# Integral involving Dirac Delta function

I have a basic question about integral involving dirac delta function. In my Signals and Systems textbook, it says that $$\int_{-\infty}^{\infty} f(x) \delta(x)dx = f(0)$$

But what if $f(x)$ is not defined on $x=0$? For example,

$\displaystyle{f(x)=\frac{\sin x}{x}}$.

From Wolframalpha, it says $$\int_{-\infty}^{\infty} \frac{\sin x}{x} \delta(x) dx =1$$ How do I evaluate such integral?

Every time you have a continuous function $$f: \mathbb R \to \mathbb R$$ you can define the integral $$\int_{-\infty}^\infty f(x)\delta (x)dx := f(0).$$

In the case of $$f(x) = \sin(x)/x$$, we have a continuous function defined on $$\mathbb R$$ if we define $$f(0)=1$$ because $$\lim_{x\to 0}\sin(x)/x=1$$. This limit can be computed using Taylor series for example since $$\sin(x) = x-x^3/3!+\cdots$$.

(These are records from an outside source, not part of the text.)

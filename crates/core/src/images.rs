//! Image curation rules.
//!
//! Curators click through each product image, cycling its status
//! (pending → approved → rejected → pending), pick one approved image as the
//! primary, and finally mark the product complete. Completion is destructive:
//! every image that is not approved is deleted from object storage and from
//! the `product_image` table.
//!
//! Image metadata also lives in a legacy `images` JSONB column on the product
//! row. [`reconcile`] resolves the two sources into a single list; the table
//! wins whenever it has rows.

use std::collections::HashSet;

use serde::{Deserialize, Serialize};
use thiserror::Error;

use crate::types::{ImageId, ImageStatus};

/// Errors raised by curation actions.
#[derive(Debug, Error, Clone, PartialEq, Eq)]
pub enum CurationError {
    /// The image does not belong to the product.
    #[error("image {0} not found")]
    ImageNotFound(ImageId),
    /// Only approved images can be the primary image.
    #[error("only approved images can be primary")]
    NotApproved,
    /// Completion needs at least one approved image.
    #[error("no approved images")]
    NoApprovedImages,
    /// Completion needs exactly one approved primary image.
    #[error("exactly one approved image must be marked primary")]
    MissingPrimary,
    /// More than one approved image is flagged primary.
    #[error("{0} approved images are marked primary, expected one")]
    MultiplePrimaries(usize),
}

/// A `product_image` row as far as curation is concerned.
#[derive(Debug, Clone, PartialEq, Eq, Serialize)]
pub struct ImageRecord {
    pub id: ImageId,
    pub url: String,
    /// Object key in the storage bucket, when the image was uploaded by us.
    pub storage_path: Option<String>,
    pub status: ImageStatus,
    pub is_primary: bool,
    pub position: i32,
}

impl ImageRecord {
    /// Apply one curator click.
    ///
    /// Moving away from `approved` also drops the primary flag, so a rejected
    /// image can never remain the product's primary image.
    pub fn cycle(&mut self) {
        self.status = self.status.next();
        if !matches!(self.status, ImageStatus::Approved) {
            self.is_primary = false;
        }
    }
}

/// Mark `image_id` as the single primary image of the product.
///
/// # Errors
///
/// Returns [`CurationError::ImageNotFound`] if the image is not in `images`
/// and [`CurationError::NotApproved`] if it has not been approved.
pub fn set_primary(images: &mut [ImageRecord], image_id: ImageId) -> Result<(), CurationError> {
    let target = images
        .iter()
        .find(|img| img.id == image_id)
        .ok_or(CurationError::ImageNotFound(image_id))?;

    if target.status != ImageStatus::Approved {
        return Err(CurationError::NotApproved);
    }

    for img in images.iter_mut() {
        img.is_primary = img.id == image_id;
    }
    Ok(())
}

/// What "mark complete" will do to a product's images.
#[derive(Debug, Clone, PartialEq, Eq)]
pub struct CompletionPlan {
    /// Approved images, primary first, then by position.
    pub keep: Vec<ImageRecord>,
    /// Pending and rejected images to delete.
    pub delete: Vec<ImageRecord>,
}

impl CompletionPlan {
    /// Storage object keys that must be removed before the rows go.
    #[must_use]
    pub fn storage_paths(&self) -> Vec<String> {
        self.delete
            .iter()
            .filter_map(|img| img.storage_path.clone())
            .collect()
    }

    /// Row IDs to delete.
    #[must_use]
    pub fn delete_ids(&self) -> Vec<ImageId> {
        self.delete.iter().map(|img| img.id).collect()
    }

    /// Whether `current` is still the row set this plan was made from: the
    /// same images with the same status and primary flag.
    #[must_use]
    pub fn still_applies(&self, current: &[ImageRecord]) -> bool {
        let planned: HashSet<(ImageId, ImageStatus, bool)> = self
            .keep
            .iter()
            .chain(&self.delete)
            .map(|img| (img.id, img.status, img.is_primary))
            .collect();
        current.len() == planned.len()
            && current
                .iter()
                .all(|img| planned.contains(&(img.id, img.status, img.is_primary)))
    }
}

/// Validate a product's images and work out what completion removes.
///
/// # Errors
///
/// - [`CurationError::NoApprovedImages`] when nothing is approved
/// - [`CurationError::MissingPrimary`] when no approved image is primary
/// - [`CurationError::MultiplePrimaries`] when more than one is
pub fn plan_completion(images: &[ImageRecord]) -> Result<CompletionPlan, CurationError> {
    let (mut keep, delete): (Vec<ImageRecord>, Vec<ImageRecord>) = images
        .iter()
        .cloned()
        .partition(|img| img.status == ImageStatus::Approved);

    if keep.is_empty() {
        return Err(CurationError::NoApprovedImages);
    }

    match keep.iter().filter(|img| img.is_primary).count() {
        0 => return Err(CurationError::MissingPrimary),
        1 => {}
        n => return Err(CurationError::MultiplePrimaries(n)),
    }

    keep.sort_by_key(|img| (!img.is_primary, img.position));

    Ok(CompletionPlan { keep, delete })
}

/// Where a resolved image came from.
#[derive(Debug, Clone, Copy, PartialEq, Eq, Serialize)]
#[serde(rename_all = "snake_case")]
pub enum ImageSource {
    Table,
    Legacy,
}

/// An image as presented to API clients.
#[derive(Debug, Clone, PartialEq, Eq, Serialize)]
pub struct ResolvedImage {
    /// `None` for images that only exist in the legacy JSONB document.
    pub id: Option<ImageId>,
    pub url: String,
    pub status: ImageStatus,
    pub is_primary: bool,
    pub position: i32,
    pub source: ImageSource,
}

#[derive(Deserialize)]
#[serde(untagged)]
enum LegacyImage {
    Url(String),
    Entry {
        url: String,
        #[serde(default)]
        is_primary: bool,
        #[serde(default)]
        status: Option<ImageStatus>,
    },
}

fn decode_legacy(document: &serde_json::Value) -> Vec<ResolvedImage> {
    let Some(entries) = document.as_array() else {
        return Vec::new();
    };

    let mut images: Vec<ResolvedImage> = entries
        .iter()
        .filter_map(|entry| serde_json::from_value::<LegacyImage>(entry.clone()).ok())
        .map(|entry| match entry {
            LegacyImage::Url(url) => (url, false, ImageStatus::Approved),
            LegacyImage::Entry {
                url,
                is_primary,
                status,
            } => (url, is_primary, status.unwrap_or(ImageStatus::Approved)),
        })
        .filter(|(url, _, _)| !url.trim().is_empty())
        .zip(0..)
        .map(|((url, is_primary, status), position)| ResolvedImage {
            id: None,
            url,
            status,
            is_primary: is_primary && status == ImageStatus::Approved,
            position,
            source: ImageSource::Legacy,
        })
        .collect();

    // Keep at most one primary; fall back to the first approved entry.
    let mut seen_primary = false;
    for img in &mut images {
        if img.is_primary {
            img.is_primary = !seen_primary;
            seen_primary = true;
        }
    }
    if !seen_primary
        && let Some(first) = images
            .iter_mut()
            .find(|img| img.status == ImageStatus::Approved)
    {
        first.is_primary = true;
    }

    images
}

/// Resolve the table rows and the legacy JSONB document into one list.
///
/// Table rows are authoritative whenever there are any; the JSONB document is
/// only consulted for products that were never migrated to the table.
#[must_use]
pub fn reconcile(rows: &[ImageRecord], legacy: &serde_json::Value) -> Vec<ResolvedImage> {
    if rows.is_empty() {
        return decode_legacy(legacy);
    }

    let mut resolved: Vec<ResolvedImage> = rows
        .iter()
        .map(|row| ResolvedImage {
            id: Some(row.id),
            url: row.url.clone(),
            status: row.status,
            is_primary: row.is_primary,
            position: row.position,
            source: ImageSource::Table,
        })
        .collect();
    resolved.sort_by_key(|img| (img.position, img.id));
    resolved
}

/// Render the JSONB document written back to the product after completion.
#[must_use]
pub fn to_legacy_document(kept: &[ImageRecord]) -> serde_json::Value {
    serde_json::Value::Array(
        kept.iter()
            .map(|img| {
                serde_json::json!({
                    "url": img.url,
                    "is_primary": img.is_primary,
                    "status": ImageStatus::Approved,
                })
            })
            .collect(),
    )
}

#[cfg(test)]
#[allow(clippy::unwrap_used)]
mod tests {
    use serde_json::json;
    use uuid::Uuid;

    use super::*;

    fn image(n: u128, status: ImageStatus, is_primary: bool) -> ImageRecord {
        ImageRecord {
            id: ImageId::new(Uuid::from_u128(n)),
            url: format!("https://cdn.example/{n}.jpg"),
            storage_path: Some(format!("products/p/{n}.jpg")),
            status,
            is_primary,
            position: i32::try_from(n).unwrap(),
        }
    }

    #[test]
    fn test_cycle_from_approved_drops_primary() {
        let mut img = image(1, ImageStatus::Approved, true);
        img.cycle();
        assert_eq!(img.status, ImageStatus::Rejected);
        assert!(!img.is_primary);
    }

    #[test]
    fn test_cycle_full_loop() {
        let mut img = image(1, ImageStatus::Pending, false);
        img.cycle();
        assert_eq!(img.status, ImageStatus::Approved);
        img.cycle();
        img.cycle();
        assert_eq!(img.status, ImageStatus::Pending);
    }

    #[test]
    fn test_set_primary_is_exclusive() {
        let mut images = vec![
            image(1, ImageStatus::Approved, true),
            image(2, ImageStatus::Approved, false),
        ];
        let id = images[1].id;
        set_primary(&mut images, id).unwrap();
        assert!(!images[0].is_primary);
        assert!(images[1].is_primary);
    }

    #[test]
    fn test_set_primary_requires_approval() {
        let mut images = vec![image(1, ImageStatus::Pending, false)];
        let id = images[0].id;
        assert_eq!(set_primary(&mut images, id), Err(CurationError::NotApproved));
    }

    #[test]
    fn test_set_primary_unknown_image() {
        let mut images = vec![image(1, ImageStatus::Approved, false)];
        let missing = ImageId::new(Uuid::from_u128(99));
        assert_eq!(
            set_primary(&mut images, missing),
            Err(CurationError::ImageNotFound(missing))
        );
    }

    #[test]
    fn test_plan_completion_splits_images() {
        let images = vec![
            image(1, ImageStatus::Approved, false),
            image(2, ImageStatus::Rejected, false),
            image(3, ImageStatus::Approved, true),
            image(4, ImageStatus::Pending, false),
        ];
        let plan = plan_completion(&images).unwrap();

        let kept: Vec<i32> = plan.keep.iter().map(|i| i.position).collect();
        assert_eq!(kept, vec![3, 1]);
        assert_eq!(plan.delete.len(), 2);
        assert_eq!(
            plan.storage_paths(),
            vec!["products/p/2.jpg".to_string(), "products/p/4.jpg".to_string()]
        );
    }

    #[test]
    fn test_plan_completion_requires_primary() {
        let images = vec![image(1, ImageStatus::Approved, false)];
        assert_eq!(plan_completion(&images), Err(CurationError::MissingPrimary));
    }

    #[test]
    fn test_plan_completion_ignores_primary_flag_on_rejected() {
        let images = vec![
            image(1, ImageStatus::Approved, false),
            image(2, ImageStatus::Rejected, true),
        ];
        assert_eq!(plan_completion(&images), Err(CurationError::MissingPrimary));
    }

    #[test]
    fn test_plan_completion_rejects_two_primaries() {
        let images = vec![
            image(1, ImageStatus::Approved, true),
            image(2, ImageStatus::Approved, true),
        ];
        assert_eq!(
            plan_completion(&images),
            Err(CurationError::MultiplePrimaries(2))
        );
    }

    #[test]
    fn test_plan_completion_without_approved() {
        let images = vec![image(1, ImageStatus::Pending, false)];
        assert_eq!(plan_completion(&images), Err(CurationError::NoApprovedImages));
        assert_eq!(plan_completion(&[]), Err(CurationError::NoApprovedImages));
    }

    #[test]
    fn test_plan_detects_changed_rows() {
        let images = vec![
            image(1, ImageStatus::Approved, true),
            image(2, ImageStatus::Rejected, false),
        ];
        let plan = plan_completion(&images).unwrap();
        assert!(plan.still_applies(&images));

        // A discovery run added a pending image.
        let mut grown = images.clone();
        grown.push(image(3, ImageStatus::Pending, false));
        assert!(!plan.still_applies(&grown));

        // Another curator cycled an image.
        let mut cycled = images.clone();
        cycled[1].cycle();
        assert!(!plan.still_applies(&cycled));

        assert!(!plan.still_applies(&images[..1]));
    }

    #[test]
    fn test_reconcile_prefers_table_rows() {
        let rows = vec![image(2, ImageStatus::Pending, false), image(1, ImageStatus::Approved, true)];
        let legacy = json!(["https://old.example/a.jpg"]);
        let resolved = reconcile(&rows, &legacy);

        assert_eq!(resolved.len(), 2);
        assert!(resolved.iter().all(|r| r.source == ImageSource::Table));
        assert_eq!(resolved[0].position, 1);
    }

    #[test]
    fn test_reconcile_decodes_mixed_legacy_entries() {
        let legacy = json!([
            "https://old.example/a.jpg",
            {"url": "https://old.example/b.jpg", "is_primary": true},
            {"url": "https://old.example/c.jpg", "status": "rejected"},
            {"url": ""},
            42
        ]);
        let resolved = reconcile(&[], &legacy);

        assert_eq!(resolved.len(), 3);
        assert!(!resolved[0].is_primary);
        assert!(resolved[1].is_primary);
        assert_eq!(resolved[2].status, ImageStatus::Rejected);
        assert!(resolved.iter().all(|r| r.id.is_none()));
    }

    #[test]
    fn test_reconcile_legacy_defaults_first_approved_to_primary() {
        let legacy = json!([
            {"url": "https://old.example/a.jpg", "status": "pending"},
            "https://old.example/b.jpg"
        ]);
        let resolved = reconcile(&[], &legacy);
        assert!(!resolved[0].is_primary);
        assert!(resolved[1].is_primary);
    }

    #[test]
    fn test_reconcile_legacy_keeps_single_primary() {
        let legacy = json!([
            {"url": "https://old.example/a.jpg", "is_primary": true},
            {"url": "https://old.example/b.jpg", "is_primary": true}
        ]);
        let resolved = reconcile(&[], &legacy);
        assert_eq!(resolved.iter().filter(|r| r.is_primary).count(), 1);
        assert!(resolved[0].is_primary);
    }

    #[test]
    fn test_reconcile_non_array_legacy() {
        assert!(reconcile(&[], &json!(null)).is_empty());
        assert!(reconcile(&[], &json!({"url": "x"})).is_empty());
    }

    #[test]
    fn test_legacy_document_round_trips_through_reconcile() {
        let kept = vec![image(3, ImageStatus::Approved, true), image(1, ImageStatus::Approved, false)];
        let document = to_legacy_document(&kept);
        let resolved = reconcile(&[], &document);
        assert_eq!(resolved.len(), 2);
        assert!(resolved[0].is_primary);
        assert_eq!(resolved[0].url, kept[0].url);
    }
}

So, $$\int_{-\infty}^\infty \frac{\sin(x)}{x}\delta (x)dx = \frac{\sin(x)}{x}|_{x=0}=1.$$

You may be thinking Riemann integration. Lebesgue integration, which is more powerful but is not taught in high school, can handle this situation.

Like any Riemann integral where the integration range is not a proper subset of the domain of the integrand, this integral, taken as Riemann, cannot be evaluated.

The function $$f(x)$$ has a removable singularity at $$x=0$$, as Hugo C Botós points out in his answer. That means the modified Riemann integral $$\int_{-\infty}^{\infty} g(x) \delta(x) dx =1$$ with $$g(x)= \begin{cases} \frac{sin x}{x},&x\ne 0\\\\ 1,&x=0 \end{cases}$$ can be evaluated.

Lebesgue integration, so to speak, automates this, where a function's domain has gaps of measure 0 (like isolated values).

Different symbols for the types of integration would have removed this ambiguity, but apparently this is not very relevant.